RecordLayoutBuilder assumes the size of a potentially-overlapping field
with non-zero size as the size of the base subobject type corresponding
to the field type.
Make CGRecordLayoutBuilder to acknowledge that in order to avoid incorrect
padding insertion.

Without this patch, test fails on assertion

Assertion failed: (Offset >= Size), function insertPadding, file CGRecordLayoutBuilder.cpp, line 802.

Diff Detail

Event Timeline

dzhidzhoev created this revision.Dec 9 2022, 1:11 PM
Herald added a project: Restricted Project. · View Herald TranscriptDec 9 2022, 1:11 PM
dzhidzhoev requested review of this revision.Dec 9 2022, 1:11 PM
Herald added a project: Restricted Project. · View Herald TranscriptDec 9 2022, 1:11 PM
Herald added a subscriber: cfe-commits. · View Herald Transcript
dzhidzhoev edited the summary of this revision. (Show Details)Dec 9 2022, 1:11 PM
efriedma added inline comments.Dec 13 2022, 1:25 PM
clang/include/clang/AST/Decl.h
3076

Maybe clarify that this also checks the object is of class type?
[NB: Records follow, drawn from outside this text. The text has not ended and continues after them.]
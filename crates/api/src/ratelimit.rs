//! Per-client sliding-window rate counter for the submission endpoints.
//!
//! Applied only to the upload routes; polling is unmetered so clients can
//! check status as often as they like.

use std::collections::HashMap;
use std::net::SocketAddr;
use std::time::{Duration, Instant};

use axum::extract::{ConnectInfo, Request, State};
use axum::http::HeaderMap;
use axum::middleware::Next;
use axum::response::Response;
use tokio::sync::Mutex;

use crate::error::AppError;
use crate::state::AppState;

/// Sliding-window counter keyed by client address.
pub struct RateLimiter {
    max_requests: u32,
    window: Duration,
    hits: Mutex<HashMap<String, Vec<Instant>>>,
}

impl RateLimiter {
    pub fn new(max_requests: u32, window: Duration) -> Self {
        Self {
            max_requests,
            window,
            hits: Mutex::new(HashMap::new()),
        }
    }

    /// Record one request for `key`; returns `false` when the window is full.
    pub async fn try_acquire(&self, key: &str) -> bool {
        let now = Instant::now();
        let mut hits = self.hits.lock().await;

        // Sweep fully-expired clients so the map stays bounded by the
        // number of clients active within one window, not by every
        // distinct key ever seen.
        hits.retain(|_, stamps| {
            stamps.retain(|t| now.duration_since(*t) < self.window);
            !stamps.is_empty()
        });

        let entry = hits.entry(key.to_string()).or_default();
        if entry.len() as u32 >= self.max_requests {
            return false;
        }
        entry.push(now);
        true
    }

    /// Number of client keys currently tracked.
    pub async fn tracked_clients(&self) -> usize {
        self.hits.lock().await.len()
    }
}

/// Middleware enforcing the submission rate limit.
pub async fn enforce(
    State(state): State<AppState>,
    request: Request,
    next: Next,
) -> Result<Response, AppError> {
    let key = client_key(
        state.config.trust_forwarded_for,
        request.headers(),
        request.extensions().get::<ConnectInfo<SocketAddr>>(),
    );

    if !state.rate_limiter.try_acquire(&key).await {
        tracing::warn!(client = %key, "Submission rate limit exceeded");
        return Err(AppError::RateLimited);
    }

    Ok(next.run(request).await)
}

/// Identify the client. `x-forwarded-for` is client-controlled, so it is
/// honored only when the deployment has declared a trusted proxy in front
/// of the gateway; otherwise the peer address is used.
fn client_key(
    trust_forwarded: bool,
    headers: &HeaderMap,
    conn: Option<&ConnectInfo<SocketAddr>>,
) -> String {
    if trust_forwarded {
        if let Some(forwarded) = headers.get("x-forwarded-for").and_then(|v| v.to_str().ok()) {
            if let Some(first) = forwarded.split(',').next() {
                let first = first.trim();
                if !first.is_empty() {
                    return first.to_string();
                }
            }
        }
    }
    match conn {
        Some(ConnectInfo(addr)) => addr.ip().to_string(),
        None => "unknown".to_string(),
    }
}

// ---------------------------------------------------------------------------
// Tests
// ---------------------------------------------------------------------------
That's technically not part of the C++ standard definition of a "potentially-overlapping subobject". (I'm not sure what rule, if any, prevents non-class objects from overlapping.)

clang/lib/CodeGen/CGRecordLayoutBuilder.cpp
387–390

Extra parentheses.

clang/test/CodeGenCXX/no-unique-address-3.cpp
61

It would be nice to also explicitly check the LLVM IR types, instead of just checking that emitting LLVM IR doesn't crash.

(We also try to avoid using -emit-obj from clang tests, since that only works if the relevant backend is linked into clang.)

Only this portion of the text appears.